[Data records]
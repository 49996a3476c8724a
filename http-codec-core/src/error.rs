use thiserror::Error;

#[derive(Debug, Error)]
pub enum DecodeError {
    #[error("invalid request line")]
    InvalidRequestLine,
    #[error("invalid status line")]
    InvalidStatusLine,
    #[error("invalid header line")]
    InvalidHeader,
    #[error("message head exceeds {0} bytes")]
    HeadTooLarge(usize),
    #[error("request body exceeds {0} bytes")]
    BodyTooLarge(usize),
    #[error("unsupported http version")]
    UnsupportedVersion,
    #[error("chunked request bodies are not supported")]
    UnsupportedTransferEncoding,
    #[error("incomplete message")]
    NotEnoughData,
    #[error("io error: {0}")]
    IOError(#[from] std::io::Error),
}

> _Task item_: Without dropping a single line, output the records above exactly.

> _Your response_:
repository 49996a3476c8724a
filename http-codec-core/src/error.rs
use thiserror::Error;

#[derive(Debug, Error)]
pub enum DecodeError {
    #[error("invalid request line")]
    InvalidRequestLine,
    #[error("invalid status line")]
    InvalidStatusLine,
    #[error("invalid header line")]
    InvalidHeader,
    #[error("message head exceeds {0} bytes")]
    HeadTooLarge(usize),
    #[error("request body exceeds {0} bytes")]
    BodyTooLarge(usize),
    #[error("unsupported http version")]
    UnsupportedVersion,
    #[error("chunked request bodies are not supported")]
    UnsupportedTransferEncoding,
    #[error("incomplete message")]
    NotEnoughData,
    #[error("io error: {0}")]
    IOError(#[from] std::io::Error),
}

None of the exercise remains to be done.